§ TASK INSTRUCTIONS
As the answer, set down the lines below from the one containing "return Ok(None);" through the one containing "status.is_server_error() || status", exactly and inclusively, and no others.

§ DATA PROVIDED

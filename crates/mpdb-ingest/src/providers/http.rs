//! Shared HTTP client with retry and bounded fan-out

use crate::config::HttpSettings;
use crate::providers::{ProviderBatch, ProviderError};
use futures::stream::{self, StreamExt};
use mpdb_common::{Identifier, IdentifierSet};
use reqwest::{Client, RequestBuilder, Response, StatusCode};
use serde::Serialize;
use serde_json::Value;
use std::future::Future;
use std::time::Duration;
use tracing::{debug, warn};

/// reqwest client plus the retry and concurrency policy every adapter shares
#[derive(Debug, Clone)]
pub struct HttpClient {
    client: Client,
    max_retries: u32,
    retry_backoff: Duration,
    concurrency: usize,
}

impl HttpClient {
    pub fn new(settings: &HttpSettings) -> Result<Self, ProviderError> {
        let client = Client::builder()
            .timeout(Duration::from_secs(settings.timeout_secs))
            .user_agent(settings.user_agent.as_str())
            .build()?;

        Ok(Self {
            client,
            max_retries: settings.max_retries.max(1),
            retry_backoff: Duration::from_millis(settings.retry_backoff_ms),
            concurrency: settings.concurrency.max(1),
        })
    }

    /// Maximum in-flight requests per stage
    pub fn concurrency(&self) -> usize {
        self.concurrency
    }

    /// GET a JSON document; `None` when the resource does not exist
    pub async fn get_json(&self, url: &str) -> Result<Option<Value>, ProviderError> {
        let response = self
            .send(url, || self.client.get(url).header("Accept", "application/json"))
            .await?;
        decode(response).await
    }

    /// POST a JSON body and decode the JSON answer
    pub async fn post_json<B>(&self, url: &str, body: &B) -> Result<Option<Value>, ProviderError>
    where
        B: Serialize + ?Sized,
    {
        let response = self
            .send(url, || {
                self.client
                    .post(url)
                    .header("Accept", "application/json")
                    .json(body)
            })
            .await?;
        decode(response).await
    }

    /// POST without a body, as MemProtMD expects for reference lookups
    pub async fn post_empty(&self, url: &str) -> Result<Option<Value>, ProviderError> {
        let response = self
            .send(url, || self.client.post(url).header("Accept", "application/json"))
            .await?;
        decode(response).await
    }

    /// POST an urlencoded form and decode the JSON answer
    pub async fn post_form(
        &self,
        url: &str,
        form: &[(&str, &str)],
        accept: &str,
    ) -> Result<Option<Value>, ProviderError> {
        let response = self
            .send(url, || self.client.post(url).header("Accept", accept).form(form))
            .await?;
        decode(response).await
    }

    /// GET raw bytes (structure files)
    pub async fn get_bytes(&self, url: &str) -> Result<Option<Vec<u8>>, ProviderError> {
        match self.send(url, || self.client.get(url)).await? {
            Some(response) => Ok(Some(response.bytes().await?.to_vec())),
            None => Ok(None),
        }
    }

    /// Send with exponential backoff on transport errors, 429 and 5xx.
    ///
    /// 404 and 204 are answers, not failures: both come back as `None`.
    async fn send<F>(&self, url: &str, build: F) -> Result<Option<Response>, ProviderError>
    where
        F: Fn() -> RequestBuilder,
    {
        let mut attempt = 1;
        loop {
            let error = match build().send().await {
                Ok(response) => {
                    let status = response.status();
                    if status == StatusCode::NOT_FOUND || status == StatusCode::NO_CONTENT {
                        debug!(url, status = status.as_u16(), "No content");
                        return Ok(None);
                    }
                    if status.is_success() {
                        return Ok(Some(response));
                    }
                    let error = ProviderError::Status {
                        url: url.to_string(),
                        status: status.as_u16(),
                    };
                    let retriable =
                        status.is_server_error() || status == StatusCode::TOO_MANY_REQUESTS;
                    if !retriable {
                        return Err(error);
                    }
                    error
                }
                Err(e) => ProviderError::Http(e),
            };

            if attempt >= self.max_retries {
                return Err(error);
            }

            let backoff = self.retry_backoff * 2u32.saturating_pow(attempt - 1);
            warn!(
                url,
                attempt,
                max_attempts = self.max_retries,
                error = %error,
                "Request failed, retrying in {:?}",
                backoff
            );
            tokio::time::sleep(backoff).await;
            attempt += 1;
        }
    }
}

async fn decode(response: Option<Response>) -> Result<Option<Value>, ProviderError> {
    match response {
        Some(response) => {
            let bytes = response.bytes().await?;
            Ok(Some(serde_json::from_slice(&bytes)?))
        }
        None => Ok(None),
    }
}

/// Run one lookup per identifier, at most `concurrency` at a time.
///
/// Returns only once every lookup has finished.
pub async fn lookup_each<F, Fut>(
    provider: &str,
    ids: &IdentifierSet,
    concurrency: usize,
    lookup: F,
) -> ProviderBatch
where
    F: Fn(Identifier) -> Fut,
    Fut: Future<Output = Result<Option<Value>, ProviderError>>,
{
    let outcomes: Vec<(Identifier, Result<Option<Value>, ProviderError>)> =
        stream::iter(ids.iter().cloned())
            .map(|id| {
                let request = lookup(id.clone());
                async move { (id, request.await) }
            })
            .buffer_unordered(concurrency.max(1))
            .collect()
            .await;

    let mut batch = ProviderBatch::default();
    for (id, outcome) in outcomes {
        batch.record(provider, id, outcome);
    }
    batch
}

/// True for `null`, `{}`, `[]` and `""`
pub fn is_empty_payload(value: &Value) -> bool {
    match value {
        Value::Null => true,
        Value::Object(map) => map.is_empty(),
        Value::Array(items) => items.is_empty(),
        Value::String(s) => s.is_empty(),
        _ => false,
    }
}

§ RESULT OF THIS TASK
                        return Ok(None);
                    }
                    if status.is_success() {
                        return Ok(Some(response));
                    }
                    let error = ProviderError::Status {
                        url: url.to_string(),
                        status: status.as_u16(),
                    };
                    let retriable =
                        status.is_server_error() || status == StatusCode::TOO_MANY_REQUESTS;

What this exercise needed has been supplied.